Items listed in a dataset
━━━━

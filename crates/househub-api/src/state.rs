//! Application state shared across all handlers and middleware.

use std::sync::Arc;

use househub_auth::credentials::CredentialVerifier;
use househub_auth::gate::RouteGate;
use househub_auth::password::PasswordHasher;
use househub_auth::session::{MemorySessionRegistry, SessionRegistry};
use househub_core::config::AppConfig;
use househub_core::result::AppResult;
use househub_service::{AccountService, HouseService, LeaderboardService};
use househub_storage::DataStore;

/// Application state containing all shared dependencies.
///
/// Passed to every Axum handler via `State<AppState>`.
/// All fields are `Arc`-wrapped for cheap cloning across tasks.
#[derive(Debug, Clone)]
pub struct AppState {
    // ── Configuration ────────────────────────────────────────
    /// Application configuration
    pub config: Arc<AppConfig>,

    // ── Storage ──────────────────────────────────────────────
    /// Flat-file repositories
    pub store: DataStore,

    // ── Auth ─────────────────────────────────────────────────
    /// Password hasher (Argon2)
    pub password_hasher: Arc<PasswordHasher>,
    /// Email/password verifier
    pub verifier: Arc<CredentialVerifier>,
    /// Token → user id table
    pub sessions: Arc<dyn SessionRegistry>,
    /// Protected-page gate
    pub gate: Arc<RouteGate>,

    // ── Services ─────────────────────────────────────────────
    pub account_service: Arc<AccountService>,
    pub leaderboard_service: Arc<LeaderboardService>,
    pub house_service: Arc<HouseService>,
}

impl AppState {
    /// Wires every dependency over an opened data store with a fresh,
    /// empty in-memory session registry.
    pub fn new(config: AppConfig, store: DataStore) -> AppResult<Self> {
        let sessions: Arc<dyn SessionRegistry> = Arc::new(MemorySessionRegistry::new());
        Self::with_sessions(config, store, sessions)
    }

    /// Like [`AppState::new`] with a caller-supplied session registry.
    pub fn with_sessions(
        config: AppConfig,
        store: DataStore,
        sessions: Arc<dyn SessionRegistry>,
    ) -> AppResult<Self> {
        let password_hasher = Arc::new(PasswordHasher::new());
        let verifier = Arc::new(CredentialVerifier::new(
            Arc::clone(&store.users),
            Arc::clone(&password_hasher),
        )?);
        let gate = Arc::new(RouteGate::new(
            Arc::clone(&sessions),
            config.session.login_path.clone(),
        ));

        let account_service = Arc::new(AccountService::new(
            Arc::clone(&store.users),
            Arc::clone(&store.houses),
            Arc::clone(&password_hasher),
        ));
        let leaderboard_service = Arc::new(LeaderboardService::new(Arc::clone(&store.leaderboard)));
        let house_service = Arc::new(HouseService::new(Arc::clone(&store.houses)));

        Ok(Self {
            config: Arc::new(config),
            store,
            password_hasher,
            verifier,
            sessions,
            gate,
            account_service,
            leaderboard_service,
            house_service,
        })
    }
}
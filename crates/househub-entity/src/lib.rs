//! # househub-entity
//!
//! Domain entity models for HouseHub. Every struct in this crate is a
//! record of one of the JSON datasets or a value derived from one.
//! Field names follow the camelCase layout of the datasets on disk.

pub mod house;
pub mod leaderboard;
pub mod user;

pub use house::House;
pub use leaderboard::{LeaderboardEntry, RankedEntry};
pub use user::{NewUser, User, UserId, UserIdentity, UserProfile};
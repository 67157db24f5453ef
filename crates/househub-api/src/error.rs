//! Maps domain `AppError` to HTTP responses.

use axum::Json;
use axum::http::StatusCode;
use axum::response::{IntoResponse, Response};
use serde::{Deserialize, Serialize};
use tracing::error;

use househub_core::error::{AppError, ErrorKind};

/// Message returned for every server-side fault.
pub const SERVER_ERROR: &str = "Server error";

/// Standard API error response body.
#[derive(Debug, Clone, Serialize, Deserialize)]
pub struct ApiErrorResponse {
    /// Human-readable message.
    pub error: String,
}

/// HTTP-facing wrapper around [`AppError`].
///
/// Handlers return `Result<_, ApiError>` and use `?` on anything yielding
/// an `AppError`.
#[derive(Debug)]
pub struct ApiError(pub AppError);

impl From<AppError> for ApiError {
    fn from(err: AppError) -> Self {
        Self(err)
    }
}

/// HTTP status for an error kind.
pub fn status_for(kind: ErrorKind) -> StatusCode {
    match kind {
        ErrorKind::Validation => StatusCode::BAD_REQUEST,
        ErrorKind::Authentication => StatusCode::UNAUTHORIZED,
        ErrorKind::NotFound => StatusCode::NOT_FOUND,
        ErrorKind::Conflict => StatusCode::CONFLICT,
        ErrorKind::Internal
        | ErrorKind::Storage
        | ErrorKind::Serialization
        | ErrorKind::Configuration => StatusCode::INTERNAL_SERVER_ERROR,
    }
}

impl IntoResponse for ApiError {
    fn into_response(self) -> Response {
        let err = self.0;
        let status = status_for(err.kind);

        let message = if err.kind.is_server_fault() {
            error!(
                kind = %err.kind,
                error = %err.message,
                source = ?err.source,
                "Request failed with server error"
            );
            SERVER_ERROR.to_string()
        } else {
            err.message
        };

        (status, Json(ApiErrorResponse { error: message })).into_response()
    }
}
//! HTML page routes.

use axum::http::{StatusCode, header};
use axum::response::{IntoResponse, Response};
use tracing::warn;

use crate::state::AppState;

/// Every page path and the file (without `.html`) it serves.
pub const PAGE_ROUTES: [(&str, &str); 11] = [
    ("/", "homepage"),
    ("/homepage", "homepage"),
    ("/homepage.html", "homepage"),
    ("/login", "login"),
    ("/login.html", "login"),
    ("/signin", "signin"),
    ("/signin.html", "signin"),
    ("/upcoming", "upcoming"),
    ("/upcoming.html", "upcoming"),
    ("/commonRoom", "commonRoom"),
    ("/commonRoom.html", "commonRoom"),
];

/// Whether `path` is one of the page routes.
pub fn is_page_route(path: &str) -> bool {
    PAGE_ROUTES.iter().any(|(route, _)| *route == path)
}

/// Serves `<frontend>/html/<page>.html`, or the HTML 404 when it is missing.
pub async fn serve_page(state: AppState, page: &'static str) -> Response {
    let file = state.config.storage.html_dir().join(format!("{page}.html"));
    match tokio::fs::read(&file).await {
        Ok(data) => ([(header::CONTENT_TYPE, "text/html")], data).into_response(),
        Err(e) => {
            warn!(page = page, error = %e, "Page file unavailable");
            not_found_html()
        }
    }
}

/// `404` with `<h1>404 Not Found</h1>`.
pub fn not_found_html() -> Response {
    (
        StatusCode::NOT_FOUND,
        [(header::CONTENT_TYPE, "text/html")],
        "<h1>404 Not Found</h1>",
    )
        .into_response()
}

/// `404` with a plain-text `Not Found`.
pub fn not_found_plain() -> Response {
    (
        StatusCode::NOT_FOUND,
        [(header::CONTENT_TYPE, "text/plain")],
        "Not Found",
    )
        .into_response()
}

━━━━

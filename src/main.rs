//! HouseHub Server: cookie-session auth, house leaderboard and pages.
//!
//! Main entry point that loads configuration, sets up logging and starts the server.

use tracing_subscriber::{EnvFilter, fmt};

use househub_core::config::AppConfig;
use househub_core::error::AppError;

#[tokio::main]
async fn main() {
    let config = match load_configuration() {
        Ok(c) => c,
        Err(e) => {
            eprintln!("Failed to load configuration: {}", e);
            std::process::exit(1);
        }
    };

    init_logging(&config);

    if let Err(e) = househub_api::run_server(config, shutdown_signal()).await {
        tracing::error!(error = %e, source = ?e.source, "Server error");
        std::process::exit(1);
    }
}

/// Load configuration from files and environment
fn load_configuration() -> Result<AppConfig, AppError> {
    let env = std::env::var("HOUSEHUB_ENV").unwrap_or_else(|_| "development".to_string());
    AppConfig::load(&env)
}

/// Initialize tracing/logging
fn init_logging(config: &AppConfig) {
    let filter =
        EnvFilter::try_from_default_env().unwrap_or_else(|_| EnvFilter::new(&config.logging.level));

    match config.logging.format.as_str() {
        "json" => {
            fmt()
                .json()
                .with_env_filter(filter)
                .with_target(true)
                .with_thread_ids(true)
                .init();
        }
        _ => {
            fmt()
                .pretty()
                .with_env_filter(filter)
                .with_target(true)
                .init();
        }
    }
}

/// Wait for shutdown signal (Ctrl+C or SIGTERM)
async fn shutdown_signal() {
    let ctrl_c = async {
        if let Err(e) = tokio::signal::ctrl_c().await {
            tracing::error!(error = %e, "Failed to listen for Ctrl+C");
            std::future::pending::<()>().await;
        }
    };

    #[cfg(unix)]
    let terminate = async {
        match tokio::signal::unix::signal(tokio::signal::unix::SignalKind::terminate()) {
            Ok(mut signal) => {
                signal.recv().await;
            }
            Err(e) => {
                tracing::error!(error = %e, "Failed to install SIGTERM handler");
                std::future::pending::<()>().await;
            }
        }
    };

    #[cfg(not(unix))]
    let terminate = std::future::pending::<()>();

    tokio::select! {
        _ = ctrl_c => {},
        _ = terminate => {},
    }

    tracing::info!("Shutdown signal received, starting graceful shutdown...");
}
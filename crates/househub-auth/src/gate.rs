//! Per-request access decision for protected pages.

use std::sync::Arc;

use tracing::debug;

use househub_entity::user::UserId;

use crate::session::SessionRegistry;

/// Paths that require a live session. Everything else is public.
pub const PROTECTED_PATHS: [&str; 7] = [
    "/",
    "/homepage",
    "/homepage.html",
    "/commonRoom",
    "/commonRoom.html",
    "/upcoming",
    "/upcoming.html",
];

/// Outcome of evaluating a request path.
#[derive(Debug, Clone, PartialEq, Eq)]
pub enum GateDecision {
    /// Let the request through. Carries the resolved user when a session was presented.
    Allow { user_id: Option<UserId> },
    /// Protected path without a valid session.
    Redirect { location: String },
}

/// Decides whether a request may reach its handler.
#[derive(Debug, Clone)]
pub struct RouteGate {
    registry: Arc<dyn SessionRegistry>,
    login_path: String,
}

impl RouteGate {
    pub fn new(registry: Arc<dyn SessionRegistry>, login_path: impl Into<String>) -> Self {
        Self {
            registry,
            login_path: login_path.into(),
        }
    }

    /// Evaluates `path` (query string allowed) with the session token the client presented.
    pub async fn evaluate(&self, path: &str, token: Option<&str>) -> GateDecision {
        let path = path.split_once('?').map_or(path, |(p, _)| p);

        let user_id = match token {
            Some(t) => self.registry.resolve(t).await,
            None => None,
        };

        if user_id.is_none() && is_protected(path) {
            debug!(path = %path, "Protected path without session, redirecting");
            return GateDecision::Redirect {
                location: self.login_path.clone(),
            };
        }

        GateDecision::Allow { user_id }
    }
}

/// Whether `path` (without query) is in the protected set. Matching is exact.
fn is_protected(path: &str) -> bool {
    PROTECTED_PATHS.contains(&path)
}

━━━━

Above are the records; from them, give again exactly the lines from the one containing "pub mod house;" to the one containing "filename crates/househub-api/src/error.rs", both lines included, and nothing more.

== TASK RESPONSE ==
pub mod house;
pub mod leaderboard;
pub mod user;

pub use house::House;
pub use leaderboard::{LeaderboardEntry, RankedEntry};
pub use user::{NewUser, User, UserId, UserIdentity, UserProfile};
repository 67157db24f5453ef
filename crates/househub-api/src/error.rs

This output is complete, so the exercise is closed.